→ **Work instructions**
Search the entries below for the word "tests", then copy each line in which it is found.

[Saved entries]
------------------------
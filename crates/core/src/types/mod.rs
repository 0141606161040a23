//! Core types for Cartpay.
//!
//! This module provides type-safe wrappers for the fields the service layer
//! validates before anything reaches storage.

pub mod id;
pub mod name;
pub mod price;

pub use id::*;
pub use name::ProductName;
pub use price::{Amount, Price};

/// A field failed validation.
#[derive(thiserror::Error, Debug, Clone, Copy, PartialEq, Eq)]
pub enum ValidationError {
    /// The field is missing or empty.
    #[error("{0} is required")]
    Required(&'static str),
    /// The field must be strictly positive.
    #[error("{0} must be greater than 0")]
    NotPositive(&'static str),
    /// The field is NaN or infinite.
    #[error("{0} must be a finite number")]
    NotFinite(&'static str),
    /// The field is finite but outside the range a decimal holds exactly.
    #[error("{0} is out of range")]
    OutOfRange(&'static str),
}
//! In-memory repositories for tests.
//!
//! Behave like the document store for everything the service layer can
//! observe: ids are fresh object ids, listing preserves insertion order,
//! update and delete report [`RepositoryError::NotFound`] when nothing
//! matches. Both repositories count writes and can be switched into a
//! failing mode to exercise storage-error paths.
//!
//! Enabled with the `testing` feature.

use std::sync::atomic::{AtomicBool, AtomicUsize, Ordering};
use std::sync::{Mutex, MutexGuard, PoisonError};

use async_trait::async_trait;
use bson::oid::ObjectId;
use cartpay_core::{PaymentId, ProductId};

use super::{PaymentRepository, ProductRepository, RepositoryError};
use crate::models::{NewPayment, NewProduct, Payment, Product};

/// Shared bookkeeping for the in-memory repositories.
#[derive(Debug)]
struct Table<T> {
    rows: Mutex<Vec<T>>,
    writes: AtomicUsize,
    failing: AtomicBool,
}

impl<T> Default for Table<T> {
    fn default() -> Self {
        Self {
            rows: Mutex::new(Vec::new()),
            writes: AtomicUsize::new(0),
            failing: AtomicBool::new(false),
        }
    }
}

impl<T> Table<T> {
    fn rows(&self) -> MutexGuard<'_, Vec<T>> {
        self.rows.lock().unwrap_or_else(PoisonError::into_inner)
    }

    fn check(&self) -> Result<(), RepositoryError> {
        if self.failing.load(Ordering::SeqCst) {
            return Err(RepositoryError::DataCorruption(
                "simulated storage failure".to_string(),
            ));
        }
        Ok(())
    }

    fn record_write(&self) {
        self.writes.fetch_add(1, Ordering::SeqCst);
    }
}

/// In-memory [`ProductRepository`].
#[derive(Debug, Default)]
pub struct InMemoryProductRepository {
    table: Table<Product>,
}

impl InMemoryProductRepository {
    /// Create an empty repository.
    #[must_use]
    pub fn new() -> Self {
        Self::default()
    }

    /// Number of successful writes (create, update, delete).
    #[must_use]
    pub fn writes(&self) -> usize {
        self.table.writes.load(Ordering::SeqCst)
    }

    /// Make every subsequent call fail with a storage error.
    pub fn set_failing(&self, failing: bool) {
        self.table.failing.store(failing, Ordering::SeqCst);
    }
}

#[async_trait]
impl ProductRepository for InMemoryProductRepository {
    async fn create(&self, product: NewProduct) -> Result<Product, RepositoryError> {
        self.table.check()?;
        let product = product.with_id(ObjectId::new().into());
        self.table.rows().push(product.clone());
        self.table.record_write();
        Ok(product)
    }

    async fn find_all(&self) -> Result<Vec<Product>, RepositoryError> {
        self.table.check()?;
        Ok(self.table.rows().clone())
    }

    async fn find_by_id(&self, id: ProductId) -> Result<Option<Product>, RepositoryError> {
        self.table.check()?;
        Ok(self.table.rows().iter().find(|p| p.id == id).cloned())
    }

    async fn update(&self, id: ProductId, product: NewProduct) -> Result<Product, RepositoryError> {
        self.table.check()?;
        let updated = {
            let mut rows = self.table.rows();
            let row = rows
                .iter_mut()
                .find(|p| p.id == id)
                .ok_or(RepositoryError::NotFound)?;
            *row = product.with_id(id);
            row.clone()
        };
        self.table.record_write();
        Ok(updated)
    }

    async fn delete(&self, id: ProductId) -> Result<(), RepositoryError> {
        self.table.check()?;
        {
            let mut rows = self.table.rows();
            let before = rows.len();
            rows.retain(|p| p.id != id);
            if rows.len() == before {
                return Err(RepositoryError::NotFound);
            }
        }
        self.table.record_write();
        Ok(())
    }

    async fn count(&self) -> Result<u64, RepositoryError> {
        self.table.check()?;
        Ok(self.table.rows().len() as u64)
    }
}

/// In-memory [`PaymentRepository`].
#[derive(Debug, Default)]
pub struct InMemoryPaymentRepository {
    table: Table<Payment>,
}

impl InMemoryPaymentRepository {
    /// Create an empty repository.
    #[must_use]
    pub fn new() -> Self {
        Self::default()
    }

    /// Number of successful writes (create, delete).
    #[must_use]
    pub fn writes(&self) -> usize {
        self.table.writes.load(Ordering::SeqCst)
    }

    /// Make every subsequent call fail with a storage error.
    pub fn set_failing(&self, failing: bool) {
        self.table.failing.store(failing, Ordering::SeqCst);
    }
}

#[async_trait]
impl PaymentRepository for InMemoryPaymentRepository {
    async fn create(&self, payment: NewPayment) -> Result<Payment, RepositoryError> {
        self.table.check()?;
        let payment = payment.with_id(ObjectId::new().into());
        self.table.rows().push(payment);
        self.table.record_write();
        Ok(payment)
    }

    async fn find_all(&self) -> Result<Vec<Payment>, RepositoryError> {
        self.table.check()?;
        Ok(self.table.rows().clone())
    }

    async fn find_by_id(&self, id: PaymentId) -> Result<Option<Payment>, RepositoryError> {
        self.table.check()?;
        Ok(self.table.rows().iter().find(|p| p.id == id).copied())
    }

    async fn delete(&self, id: PaymentId) -> Result<(), RepositoryError> {
        self.table.check()?;
        {
            let mut rows = self.table.rows();
            let before = rows.len();
            rows.retain(|p| p.id != id);
            if rows.len() == before {
                return Err(RepositoryError::NotFound);
            }
        }
        self.table.record_write();
        Ok(())
    }

    async fn count(&self) -> Result<u64, RepositoryError> {
        self.table.check()?;
        Ok(self.table.rows().len() as u64)
    }
}
//! Periodic cleanup pass.
//!
//! The scheduler wakes once per interval, counts the documents in each
//! collection and logs the result. It never deletes anything: no retention
//! policy exists yet, so the pass is a read-only diagnostic.

use std::sync::Arc;
use std::time::Duration;

use tokio::sync::watch;
use tokio::time::{Instant, MissedTickBehavior, interval_at};

use crate::db::{PaymentRepository, ProductRepository};

/// Counts observed by a single pass. `None` means the count failed.
#[derive(Debug, Clone, Copy, Default, PartialEq, Eq)]
pub struct CleanupReport {
    pub products: Option<u64>,
    pub payments: Option<u64>,
}

/// Background task running the cleanup pass on a fixed interval.
#[derive(Clone)]
pub struct CleanupScheduler {
    products: Arc<dyn ProductRepository>,
    payments: Arc<dyn PaymentRepository>,
    interval: Duration,
}

impl std::fmt::Debug for CleanupScheduler {
    fn fmt(&self, f: &mut std::fmt::Formatter<'_>) -> std::fmt::Result {
        f.debug_struct("CleanupScheduler")
            .field("interval", &self.interval)
            .finish_non_exhaustive()
    }
}

impl CleanupScheduler {
    /// Create a scheduler. `interval` must be non-zero.
    #[must_use]
    pub fn new(
        products: Arc<dyn ProductRepository>,
        payments: Arc<dyn PaymentRepository>,
        interval: Duration,
    ) -> Self {
        Self {
            products,
            payments,
            interval,
        }
    }

    /// Run until `shutdown` flips to `true` or its sender is dropped.
    ///
    /// The first pass happens one full interval after start. A pass in
    /// progress is abandoned when shutdown arrives. Returns the number of
    /// passes completed.
    pub async fn run(self, mut shutdown: watch::Receiver<bool>) -> u64 {
        let mut ticker = interval_at(Instant::now() + self.interval, self.interval);
        ticker.set_missed_tick_behavior(MissedTickBehavior::Delay);

        tracing::info!(interval_secs = self.interval.as_secs(), "Cleanup scheduler started");

        let mut passes = 0;
        loop {
            if *shutdown.borrow() {
                break;
            }

            tokio::select! {
                biased;
                changed = shutdown.changed() => {
                    if changed.is_err() {
                        break;
                    }
                }
                _ = ticker.tick() => {
                    tokio::select! {
                        biased;
                        _ = shutdown.wait_for(|stop| *stop) => {
                            tracing::info!("Cleanup pass interrupted by shutdown");
                            break;
                        }
                        _ = self.run_once() => passes += 1,
                    }
                }
            }
        }

        tracing::info!(passes, "Cleanup scheduler stopped");
        passes
    }

    /// Perform one pass immediately.
    pub async fn run_once(&self) -> CleanupReport {
        tracing::info!("Running scheduled cleanup...");

        let payments = match self.payments.count().await {
            Ok(n) => {
                tracing::info!(count = n, "Payments in store");
                Some(n)
            }
            Err(e) => {
                tracing::error!(error = %e, "Failed to count payments");
                None
            }
        };

        let products = match self.products.count().await {
            Ok(n) => {
                tracing::info!(count = n, "Products in store");
                Some(n)
            }
            Err(e) => {
                tracing::error!(error = %e, "Failed to count products");
                None
            }
        };

        tracing::info!("Cleanup completed");
        CleanupReport { products, payments }
    }
}
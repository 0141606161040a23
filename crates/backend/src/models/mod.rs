//! Domain records and their wire representations.
//!
//! Records (`Product`, `Payment`) only ever hold validated values. The
//! request types accept whatever the client sent so that validation errors
//! come from the service layer with a consistent message; the response types
//! are what both transports serialize.

pub mod payment;
pub mod product;

pub use payment::{NewPayment, Payment, PaymentRequest, PaymentResponse};
pub use product::{NewProduct, Product, ProductRequest, ProductResponse};
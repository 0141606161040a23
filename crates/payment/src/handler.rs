//! Binds the payment RPC methods to the payment service.

use std::sync::Arc;

use cartpay_backend::models::{PaymentRequest, PaymentResponse};
use cartpay_backend::services::{Claims, PaymentService, ServiceError};
use cartpay_core::Amount;
use cartpay_core::types::price::decimal_to_f64;
use tonic::{Request, Response, Status};

use crate::proto;
use crate::server::PaymentRpc;

/// Confirmation returned by `DeletePayment`.
pub const DELETE_CONFIRMATION: &str = "Payment deleted successfully";

/// [`PaymentRpc`] implementation over a [`PaymentService`].
#[derive(Clone)]
pub struct PaymentHandler {
    payments: Arc<dyn PaymentService>,
}

impl std::fmt::Debug for PaymentHandler {
    fn fmt(&self, f: &mut std::fmt::Formatter<'_>) -> std::fmt::Result {
        f.debug_struct("PaymentHandler").finish_non_exhaustive()
    }
}

impl PaymentHandler {
    #[must_use]
    pub fn new(payments: Arc<dyn PaymentService>) -> Self {
        Self { payments }
    }
}

/// Map a service error onto a gRPC status.
fn to_status(err: ServiceError) -> Status {
    match err {
        ServiceError::InvalidInput(msg) => Status::invalid_argument(msg),
        ServiceError::NotFound(msg) => Status::not_found(msg),
        ServiceError::Storage(e) => {
            let event_id = sentry::capture_error(&e);
            tracing::error!(error = %e, sentry_event_id = %event_id, "RPC storage error");
            Status::internal("internal error")
        }
    }
}

fn to_message(payment: PaymentResponse) -> proto::PaymentResponse {
    proto::PaymentResponse {
        id: payment.id.to_string(),
        amount: decimal_to_f64(payment.amount),
    }
}

fn caller<T>(request: &Request<T>) -> &str {
    request
        .extensions()
        .get::<Claims>()
        .map_or("", |claims| claims.user_id.as_str())
}

#[tonic::async_trait]
impl PaymentRpc for PaymentHandler {
    async fn create_payment(
        &self,
        request: Request<proto::CreatePaymentRequest>,
    ) -> Result<Response<proto::PaymentResponse>, Status> {
        tracing::debug!(user_id = caller(&request), "CreatePayment");
        let amount = Amount::from_f64(request.into_inner().amount)
            .map_err(|e| Status::invalid_argument(e.to_string()))?;

        let payment = self
            .payments
            .create(PaymentRequest {
                amount: amount.get(),
            })
            .await
            .map_err(to_status)?;
        Ok(Response::new(to_message(payment)))
    }

    async fn get_all_payments(
        &self,
        request: Request<proto::GetAllPaymentsRequest>,
    ) -> Result<Response<proto::GetAllPaymentsResponse>, Status> {
        tracing::debug!(user_id = caller(&request), "GetAllPayments");
        let payments = self.payments.list().await.map_err(to_status)?;
        Ok(Response::new(proto::GetAllPaymentsResponse {
            payments: payments.into_iter().map(to_message).collect(),
        }))
    }

    async fn get_payment_by_id(
        &self,
        request: Request<proto::GetPaymentByIdRequest>,
    ) -> Result<Response<proto::PaymentResponse>, Status> {
        tracing::debug!(user_id = caller(&request), "GetPaymentByID");
        let payment = self
            .payments
            .get(&request.into_inner().id)
            .await
            .map_err(to_status)?;
        Ok(Response::new(to_message(payment)))
    }

    async fn delete_payment(
        &self,
        request: Request<proto::DeletePaymentRequest>,
    ) -> Result<Response<proto::DeletePaymentResponse>, Status> {
        tracing::debug!(user_id = caller(&request), "DeletePayment");
        self.payments
            .delete(&request.into_inner().id)
            .await
            .map_err(to_status)?;
        Ok(Response::new(proto::DeletePaymentResponse {
            message: DELETE_CONFIRMATION.to_string(),
        }))
    }
}

#[cfg(test)]
#[allow(clippy::unwrap_used)]
mod tests {
    use super::*;
    use cartpay_backend::db::memory::InMemoryPaymentRepository;
    use cartpay_backend::services::PaymentLedger;

    fn handler() -> (PaymentHandler, Arc<InMemoryPaymentRepository>) {
        let repo = Arc::new(InMemoryPaymentRepository::new());
        let ledger = Arc::new(PaymentLedger::new(repo.clone()));
        (PaymentHandler::new(ledger), repo)
    }

    async fn create(handler: &PaymentHandler, amount: f64) -> Result<proto::PaymentResponse, Status> {
        handler
            .create_payment(Request::new(proto::CreatePaymentRequest { amount }))
            .await
            .map(Response::into_inner)
    }

    #[tokio::test]
    async fn test_create_then_get() {
        let (handler, _) = handler();
        let created = create(&handler, 100.5).await.unwrap();
        assert_eq!(created.id.len(), 24);
        assert!((created.amount - 100.5).abs() < f64::EPSILON);

        let fetched = handler
            .get_payment_by_id(Request::new(proto::GetPaymentByIdRequest {
                id: created.id.clone(),
            }))
            .await
            .unwrap()
            .into_inner();
        assert_eq!(fetched, created);
    }

    #[tokio::test]
    async fn test_invalid_amounts_are_invalid_argument() {
        let (handler, repo) = handler();
        for amount in [0.0, -3.0, f64::NAN, f64::INFINITY] {
            let status = create(&handler, amount).await.unwrap_err();
            assert_eq!(status.code(), tonic::Code::InvalidArgument, "{amount}");
        }
        assert_eq!(repo.writes(), 0);
    }

    #[tokio::test]
    async fn test_amount_survives_create_and_get_unchanged() {
        let (handler, _) = handler();
        for raw in [100.123_456_789_012_34, 0.300_000_000_000_000_04, 19.999_999_999_999_996] {
            let created = create(&handler, raw).await.unwrap();
            assert_eq!(created.amount.to_bits(), raw.to_bits());

            let fetched = handler
                .get_payment_by_id(Request::new(proto::GetPaymentByIdRequest {
                    id: created.id.clone(),
                }))
                .await
                .unwrap()
                .into_inner();
            assert_eq!(fetched.amount.to_bits(), raw.to_bits());
        }
    }

    #[tokio::test]
    async fn test_unrepresentable_amounts_are_out_of_range() {
        let (handler, repo) = handler();
        for amount in [1e-30, 1e30] {
            let status = create(&handler, amount).await.unwrap_err();
            assert_eq!(status.code(), tonic::Code::InvalidArgument, "{amount}");
            assert_eq!(status.message(), "amount is out of range");
        }
        assert_eq!(repo.writes(), 0);
    }

    #[tokio::test]
    async fn test_get_status_codes() {
        let (handler, _) = handler();

        let status = handler
            .get_payment_by_id(Request::new(proto::GetPaymentByIdRequest {
                id: "bogus".to_string(),
            }))
            .await
            .unwrap_err();
        assert_eq!(status.code(), tonic::Code::InvalidArgument);

        let status = handler
            .get_payment_by_id(Request::new(proto::GetPaymentByIdRequest {
                id: "65f1c0ffee0123456789abcd".to_string(),
            }))
            .await
            .unwrap_err();
        assert_eq!(status.code(), tonic::Code::NotFound);
    }

    #[tokio::test]
    async fn test_delete_then_delete_again() {
        let (handler, _) = handler();
        let created = create(&handler, 5.0).await.unwrap();

        let response = handler
            .delete_payment(Request::new(proto::DeletePaymentRequest {
                id: created.id.clone(),
            }))
            .await
            .unwrap()
            .into_inner();
        assert_eq!(response.message, DELETE_CONFIRMATION);

        let status = handler
            .delete_payment(Request::new(proto::DeletePaymentRequest { id: created.id }))
            .await
            .unwrap_err();
        assert_eq!(status.code(), tonic::Code::NotFound);
    }

    #[tokio::test]
    async fn test_list_and_storage_failure() {
        let (handler, repo) = handler();
        let all = handler
            .get_all_payments(Request::new(proto::GetAllPaymentsRequest {}))
            .await
            .unwrap()
            .into_inner();
        assert!(all.payments.is_empty());

        repo.set_failing(true);
        let status = handler
            .get_all_payments(Request::new(proto::GetAllPaymentsRequest {}))
            .await
            .unwrap_err();
        assert_eq!(status.code(), tonic::Code::Internal);
    }
}
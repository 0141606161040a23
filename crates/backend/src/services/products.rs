//! Product catalog service.

use std::sync::Arc;

use async_trait::async_trait;
use cartpay_core::{Price, ProductId, ProductName};
use tracing::instrument;

use super::ServiceError;
use crate::db::{ProductRepository, RepositoryError};
use crate::models::{NewProduct, ProductRequest, ProductResponse};

const NOT_FOUND: &str = "product not found";

/// Product operations exposed to the transports.
#[async_trait]
pub trait ProductService: Send + Sync {
    /// Validate and store a new product.
    async fn create(&self, request: ProductRequest) -> Result<ProductResponse, ServiceError>;

    /// List every product. An empty catalog is an empty list.
    async fn list(&self) -> Result<Vec<ProductResponse>, ServiceError>;

    /// Fetch one product by its hex id.
    async fn get(&self, id: &str) -> Result<ProductResponse, ServiceError>;

    /// Overwrite name and price of an existing product.
    async fn update(
        &self,
        id: &str,
        request: ProductRequest,
    ) -> Result<ProductResponse, ServiceError>;

    /// Remove a product.
    async fn delete(&self, id: &str) -> Result<(), ServiceError>;
}

/// [`ProductService`] backed by a [`ProductRepository`].
#[derive(Clone)]
pub struct ProductCatalog {
    products: Arc<dyn ProductRepository>,
}

impl ProductCatalog {
    /// Create a catalog over the given repository.
    #[must_use]
    pub fn new(products: Arc<dyn ProductRepository>) -> Self {
        Self { products }
    }
}

impl std::fmt::Debug for ProductCatalog {
    fn fmt(&self, f: &mut std::fmt::Formatter<'_>) -> std::fmt::Result {
        f.debug_struct("ProductCatalog").finish_non_exhaustive()
    }
}

fn validate(request: &ProductRequest) -> Result<NewProduct, ServiceError> {
    Ok(NewProduct {
        name: ProductName::parse(&request.name)?,
        price: Price::new(request.price)?,
    })
}

fn not_found(err: RepositoryError) -> ServiceError {
    match err {
        RepositoryError::NotFound => ServiceError::NotFound(NOT_FOUND.to_string()),
        other => ServiceError::Storage(other),
    }
}

#[async_trait]
impl ProductService for ProductCatalog {
    #[instrument(skip(self, request), fields(name = %request.name))]
    async fn create(&self, request: ProductRequest) -> Result<ProductResponse, ServiceError> {
        let product = validate(&request)?;
        let product = self.products.create(product).await?;
        tracing::info!(product_id = %product.id, "Product created");
        Ok(product.into())
    }

    #[instrument(skip(self))]
    async fn list(&self) -> Result<Vec<ProductResponse>, ServiceError> {
        let products = self.products.find_all().await?;
        Ok(products.into_iter().map(ProductResponse::from).collect())
    }

    #[instrument(skip(self))]
    async fn get(&self, id: &str) -> Result<ProductResponse, ServiceError> {
        let id = ProductId::parse(id)?;
        self.products
            .find_by_id(id)
            .await?
            .map(ProductResponse::from)
            .ok_or_else(|| ServiceError::NotFound(NOT_FOUND.to_string()))
    }

    #[instrument(skip(self, request))]
    async fn update(
        &self,
        id: &str,
        request: ProductRequest,
    ) -> Result<ProductResponse, ServiceError> {
        let id = ProductId::parse(id)?;
        let product = validate(&request)?;
        let product = self.products.update(id, product).await.map_err(not_found)?;
        tracing::info!(product_id = %product.id, "Product updated");
        Ok(product.into())
    }

    #[instrument(skip(self))]
    async fn delete(&self, id: &str) -> Result<(), ServiceError> {
        let id = ProductId::parse(id)?;
        self.products.delete(id).await.map_err(not_found)?;
        tracing::info!(product_id = %id, "Product deleted");
        Ok(())
    }
}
------------------------
→ **Exercise response**
//! In-memory repositories for tests.
mod tests {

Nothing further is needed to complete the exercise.